Task brief: Output the data word for word. Begin at its first line and end at the line with "use crate::chart::resolve_account;".
■ ■ ■ ■
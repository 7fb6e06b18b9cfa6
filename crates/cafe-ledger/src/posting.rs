//! # Automatic Postings
//!
//! Journal entries the order lifecycle triggers, each keyed by its business
//! reference so retried calls never double-post.
//!
//! | Event        | Key                        | Lines                               |
//! |--------------|----------------------------|-------------------------------------|
//! | order costed | `('order_cogs', order_id)` | Dr COGS / Cr Inventory              |
//! | order sold   | `('order_sale', order_id)` | Dr Cash / Cr Sales, Cr VAT payable  |

use chrono::NaiveDate;
use serde::{Deserialize, Serialize};
use std::sync::Arc;
use tracing::debug;

use cafe_core::costing::CostingReport;
use cafe_core::journal::{NewJournalEntry, NewJournalLine};
use cafe_core::types::reference;
use cafe_core::validation::{validate_price_cents, validate_required};
use cafe_core::{JournalEntry, Money};
use cafe_db::Database;

use crate::chart::resolve_account;
use crate::config::LedgerConfig;
use crate::error::LedgerResult;
use crate::journal::post_if_absent_in;
use crate::retry::with_retry;

/// A completed sale to recognise.
#[derive(Debug, Clone, PartialEq, Serialize, Deserialize)]
pub struct OrderSale {
    pub tenant_id: String,
    pub order_id: String,
    pub branch_id: String,
    pub entry_date: NaiveDate,
    /// Sales amount before VAT.
    pub net_cents: i64,
    pub vat_cents: i64,
    pub actor: String,
}

/// Automatic posting service.
#[derive(Debug, Clone)]
pub struct Postings {
    db: Database,
    config: Arc<LedgerConfig>,
}

impl Postings {
    pub fn new(db: Database, config: Arc<LedgerConfig>) -> Self {
        Postings { db, config }
    }

    /// Posts the cost of goods of a costed order. A zero-cost order posts
    /// nothing and returns `None`.
    pub async fn post_order_cogs(
        &self,
        tenant_id: &str,
        report: &CostingReport,
        entry_date: NaiveDate,
        actor: &str,
    ) -> LedgerResult<Option<JournalEntry>> {
        validate_required("tenant_id", tenant_id)?;
        validate_required("actor", actor)?;

        let cogs = report.cost_of_goods();
        if !cogs.is_positive() {
            debug!(order_id = %report.order_id, "Zero cost of goods; nothing to post");
            return Ok(None);
        }

        let accounts = &self.config.accounts;
        let entry = with_retry(&self.config.retry, "post_order_cogs", || async {
            let mut tx = self.db.begin().await?;
            let cogs_account = resolve_account(&mut tx, tenant_id, &accounts.cogs).await?;
            let inventory = resolve_account(&mut tx, tenant_id, &accounts.inventory).await?;

            let (entry, _) = post_if_absent_in(
                &mut tx,
                tenant_id,
                reference::ORDER_COGS,
                &report.order_id,
                actor,
                || {
                    NewJournalEntry::new(
                        tenant_id,
                        entry_date,
                        format!("Cost of goods for order {}", report.order_id),
                        actor,
                    )
                    .line(NewJournalLine::debit(&cogs_account, cogs))
                    .line(NewJournalLine::credit(&inventory, cogs))
                    .for_branch(&report.branch_id)
                },
            )
            .await?;
            tx.commit().await?;
            Ok(entry)
        })
        .await?;

        Ok(Some(entry))
    }

    /// Recognises a sale: Dr Cash for the gross, Cr Sales for the net, Cr
    /// VAT payable for the tax when there is any.
    pub async fn post_order_sale(&self, sale: &OrderSale) -> LedgerResult<JournalEntry> {
        validate_required("tenant_id", &sale.tenant_id)?;
        validate_required("order_id", &sale.order_id)?;
        validate_required("actor", &sale.actor)?;
        validate_price_cents("net_cents", sale.net_cents)?;
        validate_price_cents("vat_cents", sale.vat_cents)?;

        let net = Money::from_cents(sale.net_cents);
        let vat = Money::from_cents(sale.vat_cents);
        let gross = net + vat;
        let accounts = &self.config.accounts;

        with_retry(&self.config.retry, "post_order_sale", || async {
            let mut tx = self.db.begin().await?;
            let cash = resolve_account(&mut tx, &sale.tenant_id, &accounts.cash).await?;
            let sales = resolve_account(&mut tx, &sale.tenant_id, &accounts.sales).await?;
            let vat_payable = resolve_account(&mut tx, &sale.tenant_id, &accounts.vat_payable).await?;

            let (entry, _) = post_if_absent_in(
                &mut tx,
                &sale.tenant_id,
                reference::ORDER_SALE,
                &sale.order_id,
                &sale.actor,
                || {
                    NewJournalEntry::new(
                        &sale.tenant_id,
                        sale.entry_date,
                        format!("Sale for order {}", sale.order_id),
                        &sale.actor,
                    )
                    .line(NewJournalLine::debit(&cash, gross))
                    .line(NewJournalLine::credit(&sales, net))
                    .line_if_nonzero(NewJournalLine::credit(&vat_payable, vat))
                    .for_branch(&sale.branch_id)
                },
            )
            .await?;
            tx.commit().await?;
            Ok(entry)
        })
        .await
    }
}

#[cfg(test)]
mod tests {
    use super::*;
    use crate::error::LedgerError;
    use crate::test_support::{seeded_ledger, BRANCH, TENANT};
    use cafe_core::chart::numbers;

    fn date() -> NaiveDate {
        NaiveDate::from_ymd_opt(2024, 6, 3).unwrap()
    }

    fn costed(order_id: &str, cogs_cents: i64) -> CostingReport {
        let mut report = CostingReport::new(order_id, BRANCH);
        report.cost_of_goods_cents = cogs_cents;
        report
    }

    #[tokio::test]
    async fn test_order_cogs_posts_once() {
        let ledger = seeded_ledger().await;
        let postings = ledger.postings();
        let report = costed("O1", 45);

        let first = postings.post_order_cogs(TENANT, &report, date(), "pos").await.unwrap().unwrap();
        let second = postings.post_order_cogs(TENANT, &report, date(), "pos").await.unwrap().unwrap();
        assert_eq!(first.id, second.id);
        assert_eq!(first.total_debits(), Money::from_cents(45));
        assert!(first.lines.iter().all(|l| l.branch_id.as_deref() == Some(BRANCH)));

        let cogs = ledger.chart().account_by_number(TENANT, numbers::COGS).await.unwrap().unwrap();
        let balance = ledger.chart().get_balance(&cogs.id, date()).await.unwrap();
        assert_eq!(balance.balance_cents, 45);
    }

    #[tokio::test]
    async fn test_zero_cogs_posts_nothing() {
        let ledger = seeded_ledger().await;
        let entry = ledger
            .postings()
            .post_order_cogs(TENANT, &costed("O0", 0), date(), "pos")
            .await
            .unwrap();
        assert!(entry.is_none());
    }

    #[tokio::test]
    async fn test_order_sale_splits_vat() {
        let ledger = seeded_ledger().await;
        let sale = OrderSale {
            tenant_id: TENANT.to_string(),
            order_id: "O9".to_string(),
            branch_id: BRANCH.to_string(),
            entry_date: date(),
            net_cents: 1_000,
            vat_cents: 140,
            actor: "pos".to_string(),
        };
        let entry = ledger.postings().post_order_sale(&sale).await.unwrap();
        assert_eq!(entry.lines.len(), 3);
        assert_eq!(entry.total_debits(), Money::from_cents(1_140));
        assert_eq!(entry.total_credits(), Money::from_cents(1_140));

        let untaxed = OrderSale {
            order_id: "O10".to_string(),
            vat_cents: 0,
            ..sale
        };
        let entry = ledger.postings().post_order_sale(&untaxed).await.unwrap();
        assert_eq!(entry.lines.len(), 2);
    }

    #[tokio::test]
    async fn test_missing_account_is_config_error() {
        let ledger = seeded_ledger().await;
        let err = ledger
            .postings()
            .post_order_cogs("unseeded-tenant", &costed("O1", 45), date(), "pos")
            .await
            .unwrap_err();
        assert!(matches!(err, LedgerError::AccountNotConfigured { .. }));
        assert!(err.is_config_error());
    }
}
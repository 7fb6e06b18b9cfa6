//! # Ledger Configuration
//!
//! Configuration for the costing and ledger engines.
//!
//! ## Configuration Sources
//! ```text
//! ┌─────────────────────────────────────────────────────────────────────────┐
//! │                    Configuration Priority                               │
//! │                                                                         │
//! │  1. Environment Variables (highest priority)                           │
//! │     CAFE_DB_PATH=/var/lib/cafe/ledger.db                               │
//! │     CAFE_STRICT_UNITS=true                                             │
//! │                                                                         │
//! │  2. TOML Config File                                                   │
//! │     ~/.config/ledger/ledger.toml (Linux)                               │
//! │     ~/Library/Application Support/com.cafe.ledger/ledger.toml (macOS)  │
//! │                                                                         │
//! │  3. Default Values (lowest priority)                                   │
//! │     ./cafe_ledger.db, default tenant, default chart numbers            │
//! └─────────────────────────────────────────────────────────────────────────┘
//! ```
//!
//! ## Configuration File Format
//! ```toml
//! [database]
//! path = "/var/lib/cafe/ledger.db"
//! max_connections = 8
//! busy_timeout_ms = 5000
//!
//! [tenant]
//! id = "00000000-0000-0000-0000-000000000001"
//!
//! [costing]
//! strict_units = false
//! update_unit_cost_on_purchase = true
//!
//! [accounts]
//! cash = "1100"
//! cogs = "5100"
//!
//! [accounts.expenses]
//! rent = "6100"
//!
//! [retry]
//! max_attempts = 5
//! initial_backoff_ms = 20
//! max_backoff_ms = 500
//! ```

use serde::{Deserialize, Serialize};
use std::path::PathBuf;
use std::time::Duration;
use tracing::{debug, info, warn};

use cafe_core::chart::numbers;
use cafe_core::validation::validate_account_number;
use cafe_core::{ExpenseCategory, DEFAULT_TENANT_ID};
use cafe_db::DbConfig;

use crate::error::{LedgerError, LedgerResult};

// =============================================================================
// Database Settings
// =============================================================================

/// Where the ledger database lives and how the pool is sized.
#[derive(Debug, Clone, Serialize, Deserialize)]
pub struct DatabaseSettings {
    /// SQLite file path, or `:memory:`.
    #[serde(default = "default_db_path")]
    pub path: PathBuf,

    #[serde(default = "default_max_connections")]
    pub max_connections: u32,

    /// How long a writer waits on the SQLite lock (milliseconds).
    #[serde(default = "default_busy_timeout")]
    pub busy_timeout_ms: u64,
}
■ ■ ■ ■
Response to this exercise:
repository 7fb6e06b18b9cfa6
filename crates/cafe-ledger/src/posting.rs
//! # Automatic Postings
//!
//! Journal entries the order lifecycle triggers, each keyed by its business
//! reference so retried calls never double-post.
//!
//! | Event        | Key                        | Lines                               |
//! |--------------|----------------------------|-------------------------------------|
//! | order costed | `('order_cogs', order_id)` | Dr COGS / Cr Inventory              |
//! | order sold   | `('order_sale', order_id)` | Dr Cash / Cr Sales, Cr VAT payable  |

use chrono::NaiveDate;
use serde::{Deserialize, Serialize};
use std::sync::Arc;
use tracing::debug;

use cafe_core::costing::CostingReport;
use cafe_core::journal::{NewJournalEntry, NewJournalLine};
use cafe_core::types::reference;
use cafe_core::validation::{validate_price_cents, validate_required};
use cafe_core::{JournalEntry, Money};
use cafe_db::Database;

use crate::chart::resolve_account;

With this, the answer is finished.